**Exercise aim**
Could you please retype all of the entries exactly as they appear?

■ ■ ■

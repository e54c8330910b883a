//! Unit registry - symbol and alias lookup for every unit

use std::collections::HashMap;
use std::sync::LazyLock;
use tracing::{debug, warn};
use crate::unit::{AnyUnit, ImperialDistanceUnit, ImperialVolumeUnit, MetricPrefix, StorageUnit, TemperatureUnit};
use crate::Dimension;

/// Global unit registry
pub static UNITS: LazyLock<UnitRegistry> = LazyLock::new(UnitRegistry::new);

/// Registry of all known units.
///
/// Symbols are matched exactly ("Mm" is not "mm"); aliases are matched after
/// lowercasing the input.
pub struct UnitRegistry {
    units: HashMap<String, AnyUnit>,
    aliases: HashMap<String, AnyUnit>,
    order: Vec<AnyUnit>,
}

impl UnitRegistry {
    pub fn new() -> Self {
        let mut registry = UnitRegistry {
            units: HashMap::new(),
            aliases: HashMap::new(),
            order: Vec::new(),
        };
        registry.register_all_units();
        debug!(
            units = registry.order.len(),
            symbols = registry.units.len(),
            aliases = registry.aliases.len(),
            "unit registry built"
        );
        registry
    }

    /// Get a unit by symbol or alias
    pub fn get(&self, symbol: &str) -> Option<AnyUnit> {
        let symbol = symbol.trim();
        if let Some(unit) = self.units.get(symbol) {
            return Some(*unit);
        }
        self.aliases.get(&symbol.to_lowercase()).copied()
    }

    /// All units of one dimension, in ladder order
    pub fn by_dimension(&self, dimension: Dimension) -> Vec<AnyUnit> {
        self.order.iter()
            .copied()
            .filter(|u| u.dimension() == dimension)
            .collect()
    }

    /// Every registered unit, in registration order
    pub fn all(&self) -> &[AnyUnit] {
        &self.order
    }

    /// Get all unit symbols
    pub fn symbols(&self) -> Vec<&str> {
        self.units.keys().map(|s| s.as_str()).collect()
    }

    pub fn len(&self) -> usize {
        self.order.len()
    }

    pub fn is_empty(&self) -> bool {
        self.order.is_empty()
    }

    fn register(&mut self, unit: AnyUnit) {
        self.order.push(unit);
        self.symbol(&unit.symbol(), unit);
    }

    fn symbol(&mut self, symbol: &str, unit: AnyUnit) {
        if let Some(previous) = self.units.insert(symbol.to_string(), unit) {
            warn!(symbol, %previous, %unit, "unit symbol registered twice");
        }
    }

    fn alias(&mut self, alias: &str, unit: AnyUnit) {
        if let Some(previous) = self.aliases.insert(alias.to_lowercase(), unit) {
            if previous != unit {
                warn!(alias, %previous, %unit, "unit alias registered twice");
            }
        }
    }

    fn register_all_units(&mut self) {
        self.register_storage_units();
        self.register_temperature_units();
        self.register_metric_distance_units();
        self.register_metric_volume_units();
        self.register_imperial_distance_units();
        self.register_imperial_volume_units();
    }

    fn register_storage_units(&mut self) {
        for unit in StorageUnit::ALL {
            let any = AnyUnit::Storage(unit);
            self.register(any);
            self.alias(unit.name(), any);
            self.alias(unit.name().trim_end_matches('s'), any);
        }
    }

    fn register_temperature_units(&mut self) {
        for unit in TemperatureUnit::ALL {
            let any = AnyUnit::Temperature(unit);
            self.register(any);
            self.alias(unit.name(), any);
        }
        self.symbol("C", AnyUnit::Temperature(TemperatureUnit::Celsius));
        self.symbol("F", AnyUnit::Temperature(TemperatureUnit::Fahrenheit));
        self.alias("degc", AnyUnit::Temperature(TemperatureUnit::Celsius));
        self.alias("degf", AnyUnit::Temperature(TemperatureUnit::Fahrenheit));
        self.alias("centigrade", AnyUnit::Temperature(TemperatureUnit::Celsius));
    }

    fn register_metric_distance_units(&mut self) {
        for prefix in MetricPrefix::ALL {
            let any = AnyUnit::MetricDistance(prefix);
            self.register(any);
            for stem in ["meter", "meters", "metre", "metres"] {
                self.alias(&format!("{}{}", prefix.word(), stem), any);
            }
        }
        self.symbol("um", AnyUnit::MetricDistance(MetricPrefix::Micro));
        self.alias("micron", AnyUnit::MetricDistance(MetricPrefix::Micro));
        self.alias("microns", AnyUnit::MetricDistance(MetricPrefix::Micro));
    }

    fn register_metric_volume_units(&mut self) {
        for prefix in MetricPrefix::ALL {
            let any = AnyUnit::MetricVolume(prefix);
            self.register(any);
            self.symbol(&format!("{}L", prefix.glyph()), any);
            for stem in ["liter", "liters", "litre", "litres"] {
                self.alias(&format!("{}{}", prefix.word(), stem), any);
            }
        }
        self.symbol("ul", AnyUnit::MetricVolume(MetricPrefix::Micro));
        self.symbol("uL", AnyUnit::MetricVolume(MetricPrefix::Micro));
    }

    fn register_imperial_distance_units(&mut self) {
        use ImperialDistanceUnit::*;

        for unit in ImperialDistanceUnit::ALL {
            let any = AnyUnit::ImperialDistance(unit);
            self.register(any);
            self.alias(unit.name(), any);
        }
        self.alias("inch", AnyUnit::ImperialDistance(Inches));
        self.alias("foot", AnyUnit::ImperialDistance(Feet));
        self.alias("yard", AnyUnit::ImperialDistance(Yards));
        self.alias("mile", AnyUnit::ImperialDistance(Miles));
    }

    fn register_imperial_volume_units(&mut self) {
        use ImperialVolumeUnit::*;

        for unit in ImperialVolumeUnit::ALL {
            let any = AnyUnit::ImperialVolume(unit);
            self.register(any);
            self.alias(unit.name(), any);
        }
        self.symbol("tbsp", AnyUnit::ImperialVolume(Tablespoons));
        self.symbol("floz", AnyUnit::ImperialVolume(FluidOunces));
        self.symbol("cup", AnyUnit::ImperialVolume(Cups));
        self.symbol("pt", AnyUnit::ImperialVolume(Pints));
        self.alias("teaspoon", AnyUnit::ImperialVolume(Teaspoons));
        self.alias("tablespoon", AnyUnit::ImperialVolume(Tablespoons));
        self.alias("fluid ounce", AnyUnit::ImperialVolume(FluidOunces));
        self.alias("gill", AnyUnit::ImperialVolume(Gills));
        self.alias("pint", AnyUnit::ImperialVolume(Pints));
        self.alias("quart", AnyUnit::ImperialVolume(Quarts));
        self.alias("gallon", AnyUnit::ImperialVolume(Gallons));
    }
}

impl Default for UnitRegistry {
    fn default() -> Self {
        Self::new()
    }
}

■ ■ ■

**Written answer**
repository e54c8330910b883a
//! Unit registry - symbol and alias lookup for every unit

use std::collections::HashMap;
use std::sync::LazyLock;
use tracing::{debug, warn};
use crate::unit::{AnyUnit, ImperialDistanceUnit, ImperialVolumeUnit, MetricPrefix, StorageUnit, TemperatureUnit};
use crate::Dimension;

/// Global unit registry
pub static UNITS: LazyLock<UnitRegistry> = LazyLock::new(UnitRegistry::new);

/// Registry of all known units.
///
/// Symbols are matched exactly ("Mm" is not "mm"); aliases are matched after
/// lowercasing the input.
pub struct UnitRegistry {
    units: HashMap<String, AnyUnit>,
    aliases: HashMap<String, AnyUnit>,
    order: Vec<AnyUnit>,
}

impl UnitRegistry {
    pub fn new() -> Self {
        let mut registry = UnitRegistry {
            units: HashMap::new(),
            aliases: HashMap::new(),
            order: Vec::new(),
        };
        registry.register_all_units();
        debug!(
            units = registry.order.len(),
            symbols = registry.units.len(),
            aliases = registry.aliases.len(),
            "unit registry built"
        );
        registry
    }

    /// Get a unit by symbol or alias
    pub fn get(&self, symbol: &str) -> Option<AnyUnit> {
        let symbol = symbol.trim();
        if let Some(unit) = self.units.get(symbol) {
            return Some(*unit);
        }
        self.aliases.get(&symbol.to_lowercase()).copied()
    }

    /// All units of one dimension, in ladder order
    pub fn by_dimension(&self, dimension: Dimension) -> Vec<AnyUnit> {
        self.order.iter()
            .copied()
            .filter(|u| u.dimension() == dimension)
            .collect()
    }

    /// Every registered unit, in registration order
    pub fn all(&self) -> &[AnyUnit] {
        &self.order
    }

    /// Get all unit symbols
    pub fn symbols(&self) -> Vec<&str> {
        self.units.keys().map(|s| s.as_str()).collect()
    }

    pub fn len(&self) -> usize {
        self.order.len()
    }

    pub fn is_empty(&self) -> bool {
        self.order.is_empty()
    }

    fn register(&mut self, unit: AnyUnit) {
        self.order.push(unit);
        self.symbol(&unit.symbol(), unit);
    }

    fn symbol(&mut self, symbol: &str, unit: AnyUnit) {
        if let Some(previous) = self.units.insert(symbol.to_string(), unit) {
            warn!(symbol, %previous, %unit, "unit symbol registered twice");
        }
    }

    fn alias(&mut self, alias: &str, unit: AnyUnit) {
        if let Some(previous) = self.aliases.insert(alias.to_lowercase(), unit) {
            if previous != unit {
                warn!(alias, %previous, %unit, "unit alias registered twice");
            }
        }
    }

    fn register_all_units(&mut self) {
        self.register_storage_units();
        self.register_temperature_units();
        self.register_metric_distance_units();
        self.register_metric_volume_units();
        self.register_imperial_distance_units();
        self.register_imperial_volume_units();
    }

    fn register_storage_units(&mut self) {
        for unit in StorageUnit::ALL {
            let any = AnyUnit::Storage(unit);
            self.register(any);
            self.alias(unit.name(), any);
            self.alias(unit.name().trim_end_matches('s'), any);
        }
    }

    fn register_temperature_units(&mut self) {
        for unit in TemperatureUnit::ALL {
            let any = AnyUnit::Temperature(unit);
            self.register(any);
            self.alias(unit.name(), any);
        }
        self.symbol("C", AnyUnit::Temperature(TemperatureUnit::Celsius));
        self.symbol("F", AnyUnit::Temperature(TemperatureUnit::Fahrenheit));
        self.alias("degc", AnyUnit::Temperature(TemperatureUnit::Celsius));
        self.alias("degf", AnyUnit::Temperature(TemperatureUnit::Fahrenheit));
        self.alias("centigrade", AnyUnit::Temperature(TemperatureUnit::Celsius));
    }

    fn register_metric_distance_units(&mut self) {
        for prefix in MetricPrefix::ALL {
            let any = AnyUnit::MetricDistance(prefix);
            self.register(any);
            for stem in ["meter", "meters", "metre", "metres"] {
                self.alias(&format!("{}{}", prefix.word(), stem), any);
            }
        }
        self.symbol("um", AnyUnit::MetricDistance(MetricPrefix::Micro));
        self.alias("micron", AnyUnit::MetricDistance(MetricPrefix::Micro));
        self.alias("microns", AnyUnit::MetricDistance(MetricPrefix::Micro));
    }

    fn register_metric_volume_units(&mut self) {
        for prefix in MetricPrefix::ALL {
            let any = AnyUnit::MetricVolume(prefix);
            self.register(any);
            self.symbol(&format!("{}L", prefix.glyph()), any);
            for stem in ["liter", "liters", "litre", "litres"] {
                self.alias(&format!("{}{}", prefix.word(), stem), any);
            }
        }
        self.symbol("ul", AnyUnit::MetricVolume(MetricPrefix::Micro));
        self.symbol("uL", AnyUnit::MetricVolume(MetricPrefix::Micro));
    }

    fn register_imperial_distance_units(&mut self) {
        use ImperialDistanceUnit::*;

        for unit in ImperialDistanceUnit::ALL {
            let any = AnyUnit::ImperialDistance(unit);
            self.register(any);
            self.alias(unit.name(), any);
        }
        self.alias("inch", AnyUnit::ImperialDistance(Inches));
        self.alias("foot", AnyUnit::ImperialDistance(Feet));
        self.alias("yard", AnyUnit::ImperialDistance(Yards));
        self.alias("mile", AnyUnit::ImperialDistance(Miles));
    }

    fn register_imperial_volume_units(&mut self) {
        use ImperialVolumeUnit::*;

        for unit in ImperialVolumeUnit::ALL {
            let any = AnyUnit::ImperialVolume(unit);
            self.register(any);
            self.alias(unit.name(), any);
        }
        self.symbol("tbsp", AnyUnit::ImperialVolume(Tablespoons));
        self.symbol("floz", AnyUnit::ImperialVolume(FluidOunces));
        self.symbol("cup", AnyUnit::ImperialVolume(Cups));
        self.symbol("pt", AnyUnit::ImperialVolume(Pints));
        self.alias("teaspoon", AnyUnit::ImperialVolume(Teaspoons));
        self.alias("tablespoon", AnyUnit::ImperialVolume(Tablespoons));
        self.alias("fluid ounce", AnyUnit::ImperialVolume(FluidOunces));
        self.alias("gill", AnyUnit::ImperialVolume(Gills));
        self.alias("pint", AnyUnit::ImperialVolume(Pints));
        self.alias("quart", AnyUnit::ImperialVolume(Quarts));
        self.alias("gallon", AnyUnit::ImperialVolume(Gallons));
    }
}

impl Default for UnitRegistry {
    fn default() -> Self {
        Self::new()
    }
}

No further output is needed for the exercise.